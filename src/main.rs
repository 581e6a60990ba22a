//! EventHub mirror tool
//!
//! Connects to the configured backend, mirrors the events table, follows its
//! change feed and logs every reconciled change until Ctrl-C.

use tracing::{error, info, warn};

use eventhub::{
    config::Settings,
    store::views::{category_counts, status_counts},
    utils::logging,
    AppContext,
};

#[tokio::main]
async fn main() -> anyhow::Result<()> {
    // Pick up a local .env before reading EVENTHUB__* variables
    dotenv::dotenv().ok();

    // Load configuration
    let settings = Settings::new()?;
    settings.validate()?;

    // Initialize logging; the guard flushes the log file on exit
    let _log_guard = logging::init_logging(&settings.logging)?;

    info!("Starting {}...", eventhub::info());

    let context = AppContext::connect(settings)?;
    let events = context.events().clone();

    match context.auth().init().await {
        Ok(state) => match (state.user, state.profile) {
            (Some(user), Some(profile)) => info!(
                user_id = %user.id,
                name = %profile.display_name(),
                admin = profile.is_admin(),
                "Using restored session"
            ),
            (Some(user), None) => info!(user_id = %user.id, "Using restored session without a profile"),
            (None, _) => info!("No session, reading as anonymous client"),
        },
        Err(e) => warn!(error = %e, "Could not restore session"),
    }

    let initial = events.fetch_events(None).await?;
    let statuses = status_counts(&initial);
    info!(
        total = initial.len(),
        pending = statuses.pending,
        approved = statuses.approved,
        rejected = statuses.rejected,
        "Fetched events"
    );
    for (category, count) in category_counts(&initial) {
        info!(category = %category, count = count, "Events per category");
    }

    let subscription = events.subscribe_to_events().await?;
    let mut updates = events.watch();
    let mut notices = context.notifications().subscribe();
    let mut liveness = tokio::time::interval(std::time::Duration::from_secs(5));

    info!("Following event changes, press Ctrl-C to stop");
    loop {
        tokio::select! {
            _ = tokio::signal::ctrl_c() => {
                info!("Shutdown requested");
                break;
            }
            changed = updates.changed() => {
                if changed.is_err() {
                    warn!("Event store closed");
                    break;
                }
                let snapshot = updates.borrow_and_update().clone();
                info!(total = snapshot.len(), loading = snapshot.is_loading(), "Event projection changed");
                if let Some(message) = snapshot.error() {
                    error!(error = %message, "Event store reported an error");
                }
            }
            _ = liveness.tick() => {
                if let Err(e) = subscription.ensure_active() {
                    error!(error = %e, "Change feed stopped unexpectedly");
                    return Err(e.into());
                }
            }
            notice = notices.recv() => {
                if let Ok(notice) = notice {
                    info!(level = %notice.level, message = %notice.message, "Notice");
                }
            }
        }
    }

    subscription.unsubscribe().await?;
    let stats = context.notifications().stats();
    info!(
        success = stats.total_success,
        error = stats.total_error,
        info = stats.total_info,
        "Notices published this run"
    );
    info!("{} has been shut down.", eventhub::NAME);

    Ok(())
}
//! Utility modules
//!
//! This module contains common utilities used throughout the crate,
//! including error handling, logging setup, and helper functions.

pub mod errors;
pub mod logging;
pub mod helpers;

pub use errors::{EventHubError, ErrorSeverity, Result};
//! Authentication identities and sessions

use serde::{Deserialize, Serialize};
use serde_json::Value;
use chrono::{DateTime, Utc};
use super::record::RecordId;

/// Identity returned by the auth service
#[derive(Debug, Clone, PartialEq, Serialize, Deserialize)]
pub struct AuthUser {
    pub id: RecordId,
    #[serde(default)]
    pub email: Option<String>,
    /// Attributes supplied at signup (role, names)
    #[serde(default)]
    pub user_metadata: Value,
}

#[derive(Debug, Clone, PartialEq, Serialize, Deserialize)]
pub struct Session {
    pub access_token: String,
    #[serde(default)]
    pub refresh_token: Option<String>,
    #[serde(default)]
    pub expires_at: Option<DateTime<Utc>>,
    pub user: AuthUser,
}

impl Session {
    pub fn is_expired(&self) -> bool {
        self.expires_at.map(|at| at <= Utc::now()).unwrap_or(false)
    }
}

/// Result of a signup: the session is absent when the backend requires
/// email confirmation first
#[derive(Debug, Clone, PartialEq)]
pub struct SignUpOutcome {
    pub user: AuthUser,
    pub session: Option<Session>,
}

#[derive(Debug, Clone, Copy, PartialEq, Eq)]
pub enum AuthEvent {
    SignedIn,
    SignedOut,
}

/// One `(event, session)` pair delivered by the auth state listener
#[derive(Debug, Clone, PartialEq)]
pub struct AuthStateChange {
    pub event: AuthEvent,
    pub session: Option<Session>,
}
//! Change feed reconciler
//!
//! A dedicated task consumes a table's [`ChangeFeed`] and applies each
//! notification to a [`RemoteCollection`]. The task runs until its
//! [`SubscriptionHandle`] is unsubscribed (or every clone of it is dropped),
//! or until the backend closes the feed.

use std::sync::Arc;
use std::sync::atomic::{AtomicBool, Ordering};
use tokio::sync::{watch, Mutex};
use tokio::task::JoinHandle;
use tracing::{debug, info, warn};
use crate::backend::{ChangeFeed, RowChange};
use crate::models::Record;
use crate::utils::errors::{EventHubError, Result};
use super::collection::RemoteCollection;

/// Teardown handle of a running reconciler
#[derive(Clone, Debug)]
pub struct SubscriptionHandle {
    table: &'static str,
    shutdown_tx: Arc<watch::Sender<bool>>,
    active: Arc<AtomicBool>,
    task: Arc<Mutex<Option<JoinHandle<()>>>>,
}

impl SubscriptionHandle {
    pub fn table(&self) -> &'static str {
        self.table
    }

    /// Whether notifications are still being applied
    pub fn is_active(&self) -> bool {
        self.active.load(Ordering::Acquire)
    }

    /// Fails with [`EventHubError::FeedClosed`] once the reconciler has stopped
    pub fn ensure_active(&self) -> Result<()> {
        if self.is_active() {
            Ok(())
        } else {
            Err(EventHubError::FeedClosed)
        }
    }

    /// Stop the reconciler and release the feed. Safe to call more than once.
    pub async fn unsubscribe(&self) -> Result<()> {
        let _ = self.shutdown_tx.send(true);

        let task = self.task.lock().await.take();
        match task {
            Some(join_handle) => {
                join_handle.await.map_err(|e| {
                    EventHubError::ServiceUnavailable(format!("Change feed task for {} failed: {}", self.table, e))
                })?;
                info!(table = self.table, "Unsubscribed from change feed");
                Ok(())
            }
            None => Ok(()),
        }
    }
}

/// Spawn the reconciler for `feed`, calling `on_applied` after every
/// notification that changed the projection
pub(crate) fn spawn_reconciler<T, F>(
    collection: RemoteCollection<T>,
    feed: ChangeFeed,
    on_applied: F,
) -> SubscriptionHandle
where
    T: Record,
    F: Fn(&RowChange) + Send + 'static,
{
    let (shutdown_tx, shutdown_rx) = watch::channel(false);
    let active = Arc::new(AtomicBool::new(true));
    let task = tokio::spawn(reconcile(collection, feed, shutdown_rx, Arc::clone(&active), on_applied));

    SubscriptionHandle {
        table: T::TABLE,
        shutdown_tx: Arc::new(shutdown_tx),
        active,
        task: Arc::new(Mutex::new(Some(task))),
    }
}

async fn reconcile<T, F>(
    collection: RemoteCollection<T>,
    mut feed: ChangeFeed,
    mut shutdown_rx: watch::Receiver<bool>,
    active: Arc<AtomicBool>,
    on_applied: F,
) where
    T: Record,
    F: Fn(&RowChange) + Send + 'static,
{
    debug!(table = T::TABLE, "Change feed reconciler started");

    loop {
        tokio::select! {
            changed = shutdown_rx.changed() => {
                if changed.is_err() || *shutdown_rx.borrow() {
                    break;
                }
            }
            next = feed.recv() => {
                let Some(change) = next else {
                    warn!(table = T::TABLE, "Change feed closed by the backend");
                    break;
                };
                match collection.apply_change(&change) {
                    Ok(true) => on_applied(&change),
                    Ok(false) => {}
                    Err(e) => {
                        warn!(
                            table = T::TABLE,
                            kind = %change.kind,
                            error = %e,
                            "Skipping change notification that could not be applied"
                        );
                    }
                }
            }
        }
    }

    feed.unsubscribe();
    active.store(false, Ordering::Release);
    debug!(table = T::TABLE, "Change feed reconciler stopped");
}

PROBLEM REQUIREMENTS: Beginning with the first line of the records above, reproduce each line exactly, ending at the line that contains "#[tokio::main]", and leave out everything else.

RESULT OF THIS TASK:
filename src/main.rs
repository 581e6a60990ba22a
//! EventHub mirror tool
//!
//! Connects to the configured backend, mirrors the events table, follows its
//! change feed and logs every reconciled change until Ctrl-C.

use tracing::{error, info, warn};

use eventhub::{
    config::Settings,
    store::views::{category_counts, status_counts},
    utils::logging,
    AppContext,
};

#[tokio::main]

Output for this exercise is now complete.